Livestock and Garden Report: Round 2~ let's just call this week 1

it's been a flurry of spring activity around here. the wonderfully warm weather this week has allowed us to be outside getting lots of our time-sensitive projects done. (as a matter of fact, the Things To Be Done As Soon As Possible List is nearly done! the only things remaining on that daunting list are find some turkey and duck eggs to hatch and start the strawberry beds. Dave is building the brooder box tomorrow.)

Dave plowed and disced the lower garden yesterday, so hopefully by Monday we'll be planting potatoes and maybe onions as well. I've been having trouble tracking down blue potatoes, but i haven't given up yet!

already in the upper garden i have red and white onions planted, as well as 1 row of beets. in a few weeks I'll plant more beets. I'm going to try to be more organized about succession planting this year. it's so easy to start off like gangbusters after the winter's hibernation, but harder still to manage everything efficiently for the long haul. we did hang up a black board in the mud room, and i have all my garden notes and reminders on that. i plan on also having a large calendar to write dates of plantings and projected harvests.
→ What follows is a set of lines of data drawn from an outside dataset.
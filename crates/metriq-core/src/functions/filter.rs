//! `filter`: drop series stuck at one of the given values

use super::Function;
use crate::error::{Error, Result};
use crate::query::Argument;
use crate::series::{MetricValueList, SeriesMap};

pub(super) fn filter(args: &[Argument], input: SeriesMap) -> Result<SeriesMap> {
    let excluded = excluded_values(args)?;

    let mut ret = SeriesMap::new();
    for (id, values) in input {
        let excluded_constant = constant_value(&values).is_some_and(|c| excluded.contains(&c));
        if !excluded_constant {
            ret.insert(id.with_label(Function::Filter.name()), values);
        }
    }
    Ok(ret)
}

pub(super) fn excluded_values(args: &[Argument]) -> Result<Vec<f64>> {
    args.iter()
        .map(|arg| match arg {
            Argument::Number(n) => Ok(n.as_f64()),
            _ => Err(Error::parse("Filter arguments must be numbers")),
        })
        .collect()
}

/// The value every sample shares, if there is one
fn constant_value(values: &MetricValueList) -> Option<f64> {
    let first = values.first()?.value;
    values
        .values()
        .iter()
        .all(|v| v.value == first)
        .then_some(first)
}

#[cfg(test)]
mod tests {
    use super::*;
    use crate::functions::test_support::{context, id, per_minute};
    use crate::query::Number;

    #[test]
    fn test_filter_drops_constant_series() {
        let input = context(vec![
            (id("zero"), per_minute(&[0.0, 0.0, 0.0])),
            (id("busy"), per_minute(&[0.0, 1.0, 0.0])),
            (id("flat"), per_minute(&[5.0, 5.0])),
        ]);
        let result = filter(&[Argument::Number(Number::Integer(0))], input).unwrap();

        let devices: Vec<&str> = result.keys().map(|id| id.device.as_str()).collect();
        assert_eq!(devices, vec!["busy", "flat"]);
    }

    #[test]
    fn test_filter_rejects_non_numbers() {
        let err = filter(&[Argument::Boolean(true)], SeriesMap::new()).unwrap_err();
        assert_eq!(err.to_string(), "Filter arguments must be numbers");
    }
}
//! Typed parse tree
//!
//! This is the hand-off point between a tokenizer and the tree builder. Token
//! images that need validation (comparators, connectors, operators, units,
//! function names) are kept as text so the builder can reject them with a
//! precise message.

use serde::{Deserialize, Serialize};

/// A node of the parse tree
#[derive(Debug, Clone, PartialEq, Serialize, Deserialize)]
#[serde(tag = "node", content = "value", rename_all = "snake_case")]
pub enum ParseNode {
    /// `<start> [to <end>] <expression>`
    GraphQuery {
        /// Relative time, absolute date or time of day
        start: Box<ParseNode>,
        /// Defaults to now
        end: Option<Box<ParseNode>>,
        /// The expression to draw
        expression: Box<ParseNode>,
    },
    /// `<expression> <trigger> do <action>`
    AlertQuery {
        /// The watched metric
        expression: Box<ParseNode>,
        /// Condition
        trigger: Box<ParseNode>,
        /// Name of the action to run
        action: String,
    },
    /// `<comparator> <number> [<conjunction> <comparator> <number>]... [for <duration>]`
    Trigger {
        /// Comparators, numbers and conjunctions in source order
        conditions: Vec<ParseNode>,
        /// How long the condition must hold
        duration: Option<Box<ParseNode>>,
    },
    /// Leading juxtaposed operands followed by `connector operand` pairs
    Expression(Vec<ParseNode>),
    /// `|`, `>|` or `&`
    Connector(String),
    /// Arithmetic; one child is a plain operand
    Math {
        /// `+`, `-`, `*` or `/`
        op: String,
        /// One or two operands
        children: Vec<ParseNode>,
    },
    /// `m(device, group, name[, offsets])`
    Metric(Vec<ParseNode>),
    /// `["a", "b"]`
    StringArray(Vec<ParseNode>),
    /// `name` or `name(args)`
    Function {
        /// Function name
        name: String,
        /// Argument list, when parenthesized
        args: Option<Box<ParseNode>>,
    },
    /// Function arguments
    ArgumentList(Vec<ParseNode>),
    /// Quoted text, quotes removed
    StringLiteral(String),
    /// Numeric image; decimal when it contains a `.`
    NumberLiteral(String),
    /// Unsigned whole number
    IntegerLiteral(i64),
    /// `N%`
    PercentLiteral(i64),
    /// `true` / `false`
    BooleanLiteral(bool),
    /// `-30m`
    RelativeTime {
        /// Leading minus sign
        negative: bool,
        /// Magnitude
        amount: i64,
        /// Unit suffix
        unit: String,
    },
    /// `[-1d, -1w]`
    RelativeTimeArray(Vec<ParseNode>),
    /// `YYYY-MM-DD HH:MM`
    AbsoluteDate {
        /// Year
        year: i64,
        /// Month
        month: i64,
        /// Day of month
        day: i64,
        /// Time of day
        time: Box<ParseNode>,
    },
    /// `H:MM[am|pm]`
    AbsoluteTime {
        /// Hour as written
        hour: i64,
        /// Minute
        minute: i64,
        /// `am` or `pm`
        meridiem: Option<String>,
    },
    /// `>`, `>=`, `<`, `<=`, `==`
    Comparator(String),
    /// `and` / `or`
    Conjunction(String),
}

impl ParseNode {
    /// Short name used in error messages
    pub fn kind(&self) -> &'static str {
        match self {
            Self::GraphQuery { .. } => "graph query",
            Self::AlertQuery { .. } => "alert query",
            Self::Trigger { .. } => "trigger",
            Self::Expression(_) => "expression",
            Self::Connector(_) => "connector",
            Self::Math { .. } => "math expression",
            Self::Metric(_) => "metric",
            Self::StringArray(_) => "string array",
            Self::Function { .. } => "function",
            Self::ArgumentList(_) => "argument list",
            Self::StringLiteral(_) => "string",
            Self::NumberLiteral(_) => "number",
            Self::IntegerLiteral(_) => "integer",
            Self::PercentLiteral(_) => "percent",
            Self::BooleanLiteral(_) => "boolean",
            Self::RelativeTime { .. } => "relative time",
            Self::RelativeTimeArray(_) => "relative time array",
            Self::AbsoluteDate { .. } => "date",
            Self::AbsoluteTime { .. } => "time",
            Self::Comparator(_) => "comparator",
            Self::Conjunction(_) => "conjunction",
        }
    }

    /// Shorthand for a quoted string
    pub fn string(value: impl Into<String>) -> Self {
        Self::StringLiteral(value.into())
    }

    /// Shorthand for a relative time
    pub fn relative(negative: bool, amount: i64, unit: impl Into<String>) -> Self {
        Self::RelativeTime {
            negative,
            amount,
            unit: unit.into(),
        }
    }
}
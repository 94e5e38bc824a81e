//! Recursive evaluation of the query node graph

use std::sync::Arc;

use tracing::{debug, trace};

use super::argument::Argument;
use super::math;
use super::node::{ConnectorKind, MathOp, QueryNode, Source};
use crate::config::EngineConfig;
use crate::error::{Error, Result};
use crate::functions::{self, FunctionContext};
use crate::models::{MetricId, MetricValue};
use crate::series::{MetricValueList, SeriesMap};
use crate::store::{MetricMetadata, MetricReader, MetricRequest};
use crate::telemetry::Telemetry;
use crate::time::{round_down, MS_PER_MINUTE};

/// Evaluates query graphs against a metric store
pub struct Evaluator {
    /// Series source
    reader: Arc<dyn MetricReader>,
    /// Wildcard expansion and metric listing
    metadata: Arc<dyn MetricMetadata>,
    /// Evaluation limits and function defaults
    config: EngineConfig,
    /// Span and counters for evaluation events
    telemetry: Telemetry,
}

impl Evaluator {
    /// Create an evaluator with default configuration
    pub fn new(reader: Arc<dyn MetricReader>, metadata: Arc<dyn MetricMetadata>) -> Self {
        Self {
            reader,
            metadata,
            config: EngineConfig::default(),
            telemetry: Telemetry::disabled(),
        }
    }

    /// Create an evaluator over a store that both reads and lists metrics
    pub fn from_store<S>(store: Arc<S>) -> Self
    where
        S: MetricReader + MetricMetadata + 'static,
    {
        Self::new(store.clone(), store)
    }

    /// Use `config` for limits and defaults
    #[must_use]
    pub fn with_config(mut self, config: EngineConfig) -> Self {
        self.config = config;
        self
    }

    /// Emit events through `telemetry`
    #[must_use]
    pub fn with_telemetry(mut self, telemetry: Telemetry) -> Self {
        self.telemetry = telemetry;
        self
    }

    /// Series source
    pub fn reader(&self) -> &dyn MetricReader {
        self.reader.as_ref()
    }

    /// Metadata service
    pub fn metadata(&self) -> &dyn MetricMetadata {
        self.metadata.as_ref()
    }

    /// Engine configuration
    pub fn config(&self) -> &EngineConfig {
        &self.config
    }

    /// Telemetry handle
    pub fn telemetry(&self) -> &Telemetry {
        &self.telemetry
    }

    /// Evaluate a whole tree over `[start, end]` starting from an empty context
    pub fn evaluate(&self, root: &QueryNode, start: i64, end: i64) -> Result<SeriesMap> {
        let _span = self.telemetry.span().enter();
        self.telemetry.record_evaluation();

        let result = self.process(root, start, end, SeriesMap::new())?;
        debug!(
            series = result.len(),
            points = result.total_points(),
            "Evaluated query"
        );
        Ok(result)
    }

    /// Evaluate `node` over `[start, end]` given the series produced by its preceding sibling
    pub fn process(&self, node: &QueryNode, start: i64, end: i64, context: SeriesMap) -> Result<SeriesMap> {
        trace!(node = %node, context = context.len(), "Processing node");

        match node {
            QueryNode::Source(source) => self.process_source(source, start, end),
            QueryNode::Connector { kind, left, right } => self.process_connector(*kind, left, right, start, end),
            QueryNode::Math { op, left, right, args } => {
                self.process_math(*op, left, right, args, start, end, context)
            }
            QueryNode::Function(call) => {
                let ctx = FunctionContext {
                    evaluator: self,
                    start,
                    end,
                };
                functions::apply(call, &ctx, context)
            }
        }
    }

    fn process_source(&self, source: &Source, start: i64, end: i64) -> Result<SeriesMap> {
        match source {
            Source::Metric { id, offsets } => {
                let ids = self.metadata.expand_metric_id(id)?;
                if ids.is_empty() {
                    debug!(metric = %id, "No metrics match");
                    return Ok(SeriesMap::new());
                }

                let requests: Vec<MetricRequest> = ids
                    .iter()
                    .map(|id| MetricRequest::new(id.clone(), start, end))
                    .collect();
                let mut result = self.reader.read_metrics(&requests)?;

                for id in &ids {
                    for offset in offsets {
                        let shift = offset.millis();
                        let mut list = self.reader.read_metric(id, start + shift, end + shift)?;
                        list.shift_timestamp(-shift);
                        result.insert(id.with_label(&offset.to_string()), list);
                    }
                }

                Ok(result)
            }
            Source::Constant { value, index } => {
                let mut list = MetricValueList::new(start, end)?;
                let mut time = round_down(start, MS_PER_MINUTE);
                while time < end {
                    list.add_value(MetricValue::new(time, *value, ""))?;
                    time += MS_PER_MINUTE;
                }

                let mut result = SeriesMap::new();
                result.insert(Source::constant_id(*index), list);
                Ok(result)
            }
        }
    }

    fn process_connector(
        &self,
        kind: ConnectorKind,
        left: &QueryNode,
        right: &QueryNode,
        start: i64,
        end: i64,
    ) -> Result<SeriesMap> {
        match kind {
            ConnectorKind::Pipe | ConnectorKind::Terminator => {
                let left_result = self.process(left, start, end, SeriesMap::new())?;
                self.process(right, start, end, left_result)
            }
            ConnectorKind::Copy => {
                let left_result = self.process(left, start, end, SeriesMap::new())?;
                let mut result = self.process(right, start, end, left_result.clone())?;
                result.merge_absent(left_result);
                Ok(result)
            }
        }
    }

    #[allow(clippy::too_many_arguments)]
    fn process_math(
        &self,
        op: MathOp,
        left: &QueryNode,
        right: &QueryNode,
        args: &[Argument],
        start: i64,
        end: i64,
        context: SeriesMap,
    ) -> Result<SeriesMap> {
        let use_average = !matches!(args.first(), Some(Argument::Boolean(false)));

        let operands: Vec<(MetricId, MetricValueList)> = if context.is_empty() {
            let left_result = self.process(left, start, end, SeriesMap::new())?;
            let right_result = self.process(right, start, end, SeriesMap::new())?;

            if left_result.len() != 1 || right_result.len() != 1 {
                return Err(Error::parse(
                    "When performing math on metrics, each metric must only return one result",
                ));
            }
            left_result.into_iter().chain(right_result).collect()
        } else {
            check_operand_count(op, context.len())?;
            context.into_iter().collect()
        };

        math::combine(op, operands, use_average)
    }
}

/// Validate how many context series a math operation may combine
pub fn check_operand_count(op: MathOp, count: usize) -> Result<()> {
    if count > 2 && op.is_binary_only() {
        return Err(Error::parse("Cannot subtract or divide more than two metrics"));
    }
    if count == 1 {
        return Err(Error::parse(format!(
            "Trying to perform {} on a single value",
            op.symbol()
        )));
    }
    Ok(())
}
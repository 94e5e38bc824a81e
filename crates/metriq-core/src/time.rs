//! Millisecond timestamp helpers

/// Milliseconds in a second
pub const MS_PER_SECOND: i64 = 1_000;
/// Milliseconds in a minute
pub const MS_PER_MINUTE: i64 = 60 * MS_PER_SECOND;
/// Milliseconds in an hour
pub const MS_PER_HOUR: i64 = 60 * MS_PER_MINUTE;
/// Milliseconds in a day
pub const MS_PER_DAY: i64 = 24 * MS_PER_HOUR;
/// Milliseconds in a week
pub const MS_PER_WEEK: i64 = 7 * MS_PER_DAY;

/// Round `ms` down to a multiple of `unit_ms`
pub fn round_down(ms: i64, unit_ms: i64) -> i64 {
    ms - ms.rem_euclid(unit_ms)
}

/// Round `ms` up to a multiple of `unit_ms`
pub fn round_up(ms: i64, unit_ms: i64) -> i64 {
    let rem = ms.rem_euclid(unit_ms);
    if rem == 0 {
        ms
    } else {
        ms + unit_ms - rem
    }
}

/// Round `ms` down to the whole second
pub fn round_down_to_second(ms: i64) -> i64 {
    round_down(ms, MS_PER_SECOND)
}

/// Whole seconds in `ms`, rounding towards negative infinity
pub fn ms_to_seconds(ms: i64) -> i64 {
    ms.div_euclid(MS_PER_SECOND)
}

/// Fractional minutes in `ms`
#[allow(clippy::cast_precision_loss)]
pub fn ms_to_minutes(ms: i64) -> f64 {
    ms as f64 / MS_PER_MINUTE as f64
}

#[cfg(test)]
mod tests {
    use super::*;
    use rstest::rstest;

    #[rstest]
    #[case(0, 60_000, 0, 0)]
    #[case(59_999, 60_000, 0, 60_000)]
    #[case(60_000, 60_000, 60_000, 60_000)]
    #[case(-1, 60_000, -60_000, 0)]
    #[case(1_500, 1_000, 1_000, 2_000)]
    fn test_rounding(#[case] ms: i64, #[case] unit: i64, #[case] down: i64, #[case] up: i64) {
        assert_eq!(round_down(ms, unit), down);
        assert_eq!(round_up(ms, unit), up);
    }

    #[test]
    fn test_minutes() {
        assert!((ms_to_minutes(90_000) - 1.5).abs() < 0.0001);
        assert_eq!(ms_to_seconds(-1), -1);
    }
}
this week Dave and G finished the 2nd pig tractor, and none too soon! 4 pigs slamming around in one small space is very crowded. not to mention messy. and muddy. we've been getting plenty of slops from the local restaurant that is the favorite hangout of the gas workers, so that's why we decided to get 2 more pigs.

i didn't take any pictures of the pigs. i guess we've been raising pigs so long now that i figure if you've seen one pig, you've pretty much seen them all! red. hairy. smelly. curly tail. big. sound familiar yet?

the big push this week was hauling the dirt from our farmer friend, Jay. G and Dave built 12 raised beds, and we filled them all with a combination of our bottom land soil, the dirt from the cow pasture and vermiculite. if you've seen or read the book Square Foot Gardening, you'll have an idea of the general direction we're headed.

the best part of hauling the dirt was borrowing the farm truck from our other farmer friend, Doug. G got a kick out of the truck, too, and could be observed on more than one occasion with a big grin on his face as he drove it around to unload dirt.

oi vey! the stories i could tell! suffice it to say that it was a driving experience that will give me some colorful stories to tell my grandchildren someday~ the highlights of which would include wearing a garbage bag skirt to keep me dry while driving the truck in the rain. and the absolutely best part: using a fire hose to fill a gas tank that would prefer an eyedropper. the gas guys standing in line for their lunch time hoagie won't soon forget that.

the high tunnel is doing well, and has some lettuce and spinach ready to harvest. the cold frames are full, too, and hopefully we'll have continuous harvests of lettuce, spinach and radishes until the hot weather.

G and i finished raking the vermiculite into all the raised beds, and i have 4 beds planted with peas and carrots. i can honestly say that even after only one day of gardening in raised beds, I'm a huge fan! the dirt is wonderful, it's easy to pick out stones and plant the seeds, and since the beds are so small it does not feel overwhelming. (like the long rows in the lower garden often do)

we're doing a buffet of gardening techniques this year: raised beds, square foot gardening, traditional garden, small scale farming and wide rows. we're still experimenting to find the best combination of what works well for us, and what will help us to be both productive on a large scale and efficient.

we have 25 buff orpington eggs in the incubator, and they are all due to start hatching out the evening of April 21. this clutch is just a trial run, since we've never used this incubator before. (i can vouch for the convenience of the automatic turner, however, and can't imagine remembering to turn the eggs 2-3 times a day!) i plan on filling all 42 slots in the incubator to hatch out my new laying flock later this spring.

on Wednesday our first batch of 100 Cornish cross roosters are due to arrive, via the United States Postal Service.

so if we think we're busy now, just wait until then!